Старики улеглись спать рано, но нам спать ещё не хотелось и мы сидели долго. Старуха легла на печке, а старик на полатях, над нашей постелью. Когда они захрапели, нам с женой стало как-то отраднее: мы почувствовали, что нам и тепло, и сухо, и свободно, — как камень какой-то свалился с души нашей.
Старики рано легли, рано и выспались. Часа за три до света они поднялись, стали топить печку и готовить завтрак. Со стариками поднялась и вся семья, — и пошло шмыганье мимо нас и хлопанье дверью. К нам налезло ребятишек, поднялся визг, напустили холоду, крик, смех, слёзы, и то тот подойдёт, посмотрит на нас, то другой; нужно было вставать и нам, но вставать было нельзя, потому что полна изба была набита народом. Я едва мог упросить, чтобы все вышли, хоть на несколько минут, пока мы одеваемся. Просьбы моей никто не мог и понять, потому что одеваться и раздеваться при всех никто не считал стыдом, точно также, как никто не считал там за стыд идти всем кому попало вместе в баню. Неприлично быть одетым днём — стыдно; но идти всем, и своим и чужим, мужчинам и девушкам, вместе в баню — дело обыкновенное.
Утром за мною приехали из деревни звать к больной верст за 18. Это была первая моя поездка в жизни. Больная была мать крестьянина, старушка лет 80-ти. После причастия, пока я одевался, она вынула из подголовья тряпочку, завязанную целым десятком узелков, и морщинистыми и дрожащими руками стала развязывать её. По тому вниманию, с каким она держала тряпочку и развязывала узелки видно было, что тут хранилось всё её сокровище, всё её благосостояние. Я видел, что она хочет заплатить мне за мой труд, но мне тяжело было разлучить её с её сокровищем и я пошёл было из избы; но старушка уцепилась за меня и завопила: «Батюшка, батюшка! Куда ты, кормилец? Вот возьми за труды себе». Я остановился и стал ждать, пока она возилась с узелками. Оказалось, что в узелке было всего два гроша, их-то — своё единственное сокровище — она и отдала мне. Я взял их, но мне совестно было самого себя, мне казалось, что я сделал преступление. С этого момента я положил себе не брать больше никогда и ничего за такие требоисправления, и я держу своё обещание до сих пор. Так памятны мне эти два гроша! Лошадёночка была плохенькая, санишки плохенькие, я проездил целый день и перемёрз до-смерти.
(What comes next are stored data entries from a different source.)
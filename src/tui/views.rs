//! TUI Views
//!
//! Catalog screen (header, quick-filter bar, sidebar, tool list) and the
//! modal for the open tool, one layout per session phase.

use ratatui::{
    Frame,
    layout::{Constraint, Direction, Layout, Rect},
    style::{Modifier, Style},
    text::{Line, Span},
    widgets::{Block, Borders, Clear, List, ListItem, ListState, Paragraph, Wrap},
};

use crate::catalog::{Category, InputWidget, Tool};
use crate::filter::{Selection, Tag};
use crate::session::{ResultPayload, Session};

use super::app::App;
use super::colors;

/// Shown when the selection matches nothing
pub const EMPTY_STATE: &str = "No matching tools found.";
pub const RESET_HINT: &str = "View all tools";

/// Render the whole screen
pub fn render(app: &App, frame: &mut Frame) {
    let chunks = Layout::default()
        .direction(Direction::Vertical)
        .constraints([
            Constraint::Length(1),
            Constraint::Length(3),
            Constraint::Min(5),
            Constraint::Length(1),
        ])
        .split(frame.area());

    render_header(app, frame, chunks[0]);
    render_tag_bar(&app.state.selection, frame, chunks[1]);

    let body = Layout::default()
        .direction(Direction::Horizontal)
        .constraints([Constraint::Length(20), Constraint::Min(20)])
        .split(chunks[2]);
    render_sidebar(&app.state.selection, frame, body[0]);
    render_tool_list(app, frame, body[1]);
    render_footer(app, frame, chunks[3]);

    if let Some(session) = app.controller().session() {
        render_session(app, session, frame, centered_rect(70, 70, frame.area()));
    }
}

fn render_header(app: &App, frame: &mut Frame, area: Rect) {
    let visible = app.visible_tools().len();
    let line = Line::from(vec![
        Span::styled(" dochub ", Style::default().fg(colors::HEADER).add_modifier(Modifier::BOLD)),
        Span::styled("│ ", Style::default().fg(colors::DIM)),
        Span::raw(format!("{} of {} tools", visible, app.catalog().len())),
    ]);
    frame.render_widget(Paragraph::new(line), area);
}

/// Quick-filter bar: All followed by each tag label
fn tag_bar_line(selection: &Selection) -> Line<'static> {
    let active = selection.tag();
    let mut spans = Vec::new();
    let entries = std::iter::once((None, "All")).chain(Tag::ALL.iter().map(|t| (Some(*t), t.label())));
    for (tag, label) in entries {
        let style = if tag == active {
            Style::default().fg(colors::ACTIVE).add_modifier(Modifier::BOLD | Modifier::REVERSED)
        } else {
            Style::default().fg(colors::DIM)
        };
        spans.push(Span::styled(format!(" {} ", label), style));
        spans.push(Span::raw(" "));
    }
    Line::from(spans)
}

fn render_tag_bar(selection: &Selection, frame: &mut Frame, area: Rect) {
    let bar = Paragraph::new(tag_bar_line(selection))
        .block(Block::default().borders(Borders::ALL).title(" Quick filter (Tab) "));
    frame.render_widget(bar, area);
}

fn render_sidebar(selection: &Selection, frame: &mut Frame, area: Rect) {
    let entries = std::iter::once((None, "All Tools")).chain(Category::SIDEBAR.iter().map(|c| (Some(*c), c.label())));
    let items: Vec<ListItem> = entries
        .map(|(category, label)| {
            let style = if category == selection.category() {
                Style::default().fg(colors::ACTIVE).add_modifier(Modifier::BOLD)
            } else {
                Style::default()
            };
            ListItem::new(Line::from(Span::styled(label, style)))
        })
        .collect();
    let list = List::new(items).block(Block::default().borders(Borders::ALL).title(" Category (c) "));
    frame.render_widget(list, area);
}

fn tool_item(tool: &Tool) -> ListItem<'static> {
    ListItem::new(vec![
        Line::from(Span::styled(tool.title.clone(), Style::default().add_modifier(Modifier::BOLD))),
        Line::from(Span::styled(format!("  {}", tool.description), Style::default().fg(colors::DIM))),
    ])
}

fn render_tool_list(app: &App, frame: &mut Frame, area: Rect) {
    let tools = app.visible_tools();
    let block = Block::default().borders(Borders::ALL).title(" Tools ");

    if tools.is_empty() {
        let empty = Paragraph::new(vec![
            Line::from(EMPTY_STATE),
            Line::from(vec![
                Span::styled("a", Style::default().fg(colors::KEYBIND)),
                Span::raw(format!(" {}", RESET_HINT)),
            ]),
        ])
        .style(Style::default().fg(colors::DIM))
        .block(block);
        frame.render_widget(empty, area);
        return;
    }

    let items: Vec<ListItem> = tools.iter().map(|t| tool_item(t)).collect();
    let list = List::new(items)
        .block(block)
        .highlight_style(Style::default().bg(colors::SELECTED).add_modifier(Modifier::BOLD))
        .highlight_symbol("▶ ");
    let mut state = ListState::default().with_selected(Some(app.state.cursor));
    frame.render_stateful_widget(list, area, &mut state);
}

fn key_hints(app: &App) -> &'static str {
    match app.controller().session() {
        None => "↑↓ move  Tab tag  c category  a all  Enter open  q quit",
        Some(s) => match (s.phase(), s.input_widget()) {
            (crate::session::Phase::Input, InputWidget::FileDrop) => {
                "type a path, Enter attach  Enter (empty) / Ctrl-D process  Esc close"
            }
            (crate::session::Phase::Input, InputWidget::MultiLine) => "Ctrl-D process  Esc close",
            (crate::session::Phase::Input, InputWidget::SingleLine) => "Enter / Ctrl-D process  Esc close",
            (crate::session::Phase::Processing, _) => "Esc close",
            (crate::session::Phase::Result, _) => "r process another  y copy  Enter close",
        },
    }
}

fn render_footer(app: &App, frame: &mut Frame, area: Rect) {
    let line = match &app.state.status {
        Some(status) => Line::from(Span::styled(status.clone(), Style::default().fg(colors::NOTICE))),
        None => Line::from(Span::styled(key_hints(app), Style::default().fg(colors::KEYBIND))),
    };
    frame.render_widget(Paragraph::new(line), area);
}

/// Rectangle of `percent_x` x `percent_y` centered in `area`
pub fn centered_rect(percent_x: u16, percent_y: u16, area: Rect) -> Rect {
    let vertical = Layout::default()
        .direction(Direction::Vertical)
        .constraints([
            Constraint::Percentage((100 - percent_y) / 2),
            Constraint::Percentage(percent_y),
            Constraint::Percentage((100 - percent_y) / 2),
        ])
        .split(area);
    Layout::default()
        .direction(Direction::Horizontal)
        .constraints([
            Constraint::Percentage((100 - percent_x) / 2),
            Constraint::Percentage(percent_x),
            Constraint::Percentage((100 - percent_x) / 2),
        ])
        .split(vertical[1])[1]
}

fn render_session(app: &App, session: &Session, frame: &mut Frame, area: Rect) {
    frame.render_widget(Clear, area);
    let tool = session.tool();
    let block = Block::default()
        .borders(Borders::ALL)
        .border_style(Style::default().fg(colors::HEADER))
        .title(format!(" {} ", tool.title));
    let inner = block.inner(area);
    frame.render_widget(block, area);

    let chunks = Layout::default()
        .direction(Direction::Vertical)
        .constraints([Constraint::Length(2), Constraint::Min(3)])
        .split(inner);
    let description = Paragraph::new(tool.description.as_str())
        .style(Style::default().fg(colors::DIM))
        .wrap(Wrap { trim: true });
    frame.render_widget(description, chunks[0]);

    match session.phase() {
        crate::session::Phase::Input => render_input(app, session, frame, chunks[1]),
        crate::session::Phase::Processing => render_processing(app, frame, chunks[1]),
        crate::session::Phase::Result => {
            if let Some(payload) = session.result() {
                render_result(payload, frame, chunks[1]);
            }
        }
    }
}

fn action_button(session: &Session) -> Line<'static> {
    let label = format!("[ {} ]", session.tool().action_label());
    match session.action_blocker() {
        None => Line::from(Span::styled(
            label,
            Style::default().fg(colors::ENABLED).add_modifier(Modifier::BOLD),
        )),
        Some(reason) => Line::from(vec![
            Span::styled(label, Style::default().fg(colors::DIM)),
            Span::styled(format!("  ({})", reason), Style::default().fg(colors::DIM)),
        ]),
    }
}

fn render_input(app: &App, session: &Session, frame: &mut Frame, area: Rect) {
    let chunks = Layout::default()
        .direction(Direction::Vertical)
        .constraints([Constraint::Min(3), Constraint::Length(1)])
        .split(area);
    let buffer = app.state.input.content();

    match session.input_widget() {
        InputWidget::FileDrop => {
            let mut lines = vec![match session.uploaded_file() {
                Some(file) => Line::from(vec![
                    Span::styled(file.name.clone(), Style::default().add_modifier(Modifier::BOLD)),
                    Span::styled(format!("  {} bytes", file.size_bytes), Style::default().fg(colors::DIM)),
                ]),
                None => Line::from(Span::styled("No file selected", Style::default().fg(colors::DIM))),
            }];
            if let Some(hint) = session.tool().accepts_hint() {
                lines.push(Line::from(Span::styled(hint, Style::default().fg(colors::DIM))));
            }
            lines.push(Line::from(""));
            lines.push(Line::from(vec![Span::raw("Path: "), Span::raw(buffer.to_string())]));
            let drop = Paragraph::new(lines).block(Block::default().borders(Borders::ALL).title(" Upload file "));
            frame.render_widget(drop, chunks[0]);
        }
        InputWidget::MultiLine => {
            let editor = Paragraph::new(buffer.to_string())
                .wrap(Wrap { trim: false })
                .block(Block::default().borders(Borders::ALL).title(" Text "));
            frame.render_widget(editor, chunks[0]);
        }
        InputWidget::SingleLine => {
            let field = Paragraph::new(buffer.to_string()).block(Block::default().borders(Borders::ALL).title(" Input "));
            frame.render_widget(field, chunks[0]);
        }
    }

    frame.render_widget(Paragraph::new(action_button(session)), chunks[1]);
}

fn render_processing(app: &App, frame: &mut Frame, area: Rect) {
    let text = Paragraph::new(Line::from(vec![
        Span::styled(app.state.spinner_frame(), Style::default().fg(colors::PROCESSING)),
        Span::raw(" Processing..."),
    ]));
    frame.render_widget(text, area);
}

fn render_result(payload: &ResultPayload, frame: &mut Frame, area: Rect) {
    match payload {
        ResultPayload::File(out) => {
            let lines = vec![
                Line::from(Span::styled(
                    "Processing Complete",
                    Style::default().fg(colors::COMPLETE).add_modifier(Modifier::BOLD),
                )),
                Line::from("Your file is ready for download"),
                Line::from(""),
                Line::from(Span::styled(
                    format!("[ Download {} ]", out.file_name()),
                    Style::default().fg(colors::ENABLED),
                )),
            ];
            frame.render_widget(Paragraph::new(lines), area);
        }
        ResultPayload::Text(text) => {
            let body = Paragraph::new(text.as_str())
                .wrap(Wrap { trim: false })
                .block(Block::default().borders(Borders::ALL).title(" Result (y to copy) "));
            frame.render_widget(body, area);
        }
    }
}

#[cfg(test)]
mod tests {
    use super::*;
    use crate::clipboard::MemoryClipboard;
    use crate::session::{SessionController, SimulatedPolicy, UploadedFile};
    use ratatui::{Terminal, backend::TestBackend};
    use std::sync::Arc;

    fn app() -> App {
        let controller = SessionController::new(Arc::new(SimulatedPolicy::instant()));
        App::new(controller, Box::new(MemoryClipboard::new()))
    }

    fn draw(app: &App) -> String {
        let mut terminal = Terminal::new(TestBackend::new(100, 40)).unwrap();
        terminal.draw(|f| render(app, f)).unwrap();
        terminal
            .backend()
            .buffer()
            .content()
            .iter()
            .map(|cell| cell.symbol())
            .collect()
    }

    #[test]
    fn test_tag_bar_lists_all_labels() {
        let line = tag_bar_line(&Selection::new());
        let text: String = line.spans.iter().map(|s| s.content.as_ref()).collect();
        for label in ["All", "Image to", "PDF", "DOC", "PPT", "Text to"] {
            assert!(text.contains(label), "missing {}", label);
        }
    }

    #[test]
    fn test_catalog_screen() {
        let screen = draw(&app());
        assert!(screen.contains("dochub"));
        assert!(screen.contains("23 of 23 tools"));
        assert!(screen.contains("PDF Tools"));
        assert!(screen.contains("Image to PDF"));
    }

    #[test]
    fn test_empty_state() {
        use crate::catalog::ToolCatalog;
        use std::sync::LazyLock;

        static ONLY_CALC: LazyLock<ToolCatalog> = LazyLock::new(|| {
            ToolCatalog::new(vec![Tool::new(
                "calc",
                "Calculator",
                "Adds numbers",
                Category::Utility,
                crate::catalog::InteractionType::Calculator,
            )])
        });

        let controller = SessionController::new(Arc::new(SimulatedPolicy::instant()));
        let mut app = App::with_catalog(&ONLY_CALC, controller, Box::new(MemoryClipboard::new()));
        app.state.selection.select_category(Some(Category::Pdf));
        let screen = draw(&app);
        assert!(screen.contains(EMPTY_STATE));
        assert!(screen.contains(RESET_HINT));
    }

    #[test]
    fn test_file_tool_modal() {
        let mut app = app();
        let tool = app.catalog().get("merge-pdf").unwrap().clone();
        app.controller_mut().open(tool);
        let screen = draw(&app);
        assert!(screen.contains("Upload file"));
        assert!(screen.contains("No file selected"));
        assert!(screen.contains("no file supplied"));

        app.controller_mut()
            .supply_file(UploadedFile::new("a.pdf", "/tmp/a.pdf", 3))
            .unwrap();
        let screen = draw(&app);
        assert!(screen.contains("a.pdf"));
        assert!(!screen.contains("no file supplied"));
    }

    #[tokio::test]
    async fn test_result_modal() {
        let mut app = app();
        let tool = app.catalog().get("split-pdf").unwrap().clone();
        app.controller_mut().open(tool);
        app.controller_mut()
            .supply_file(UploadedFile::new("a.pdf", "/tmp/a.pdf", 3))
            .unwrap();
        app.controller_mut().act().unwrap();
        app.controller_mut().wait_for_completion().await.unwrap();

        let screen = draw(&app);
        assert!(screen.contains("Processing Complete"));
        assert!(screen.contains("Download split_documents.zip"));
    }
}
Через три недели после нашего приезда, мы разделили братскую кружку; мне досталось два рубля. Тут мы с женой ожили: мы купили чайку, сахарку, корытце, кадочку, немного рису и четыре калача. Дела наши, значит, поправились. Пришёл рождественский праздник, в церкви я сказал поучение, конечно, без книги и тетрадки. После обедни к нам заехал управляющий имением Ж., с женой, отставной солдат Агафонов, женатый на бывшей экономке барина. Агафонов ходил уже не в сермяге, а по барски, в сюртуках. И он и жена его первым делом стали выговаривать нам, что мы горды, — что не были у них до сих пор и что мы заставили их самих отыскивать нас.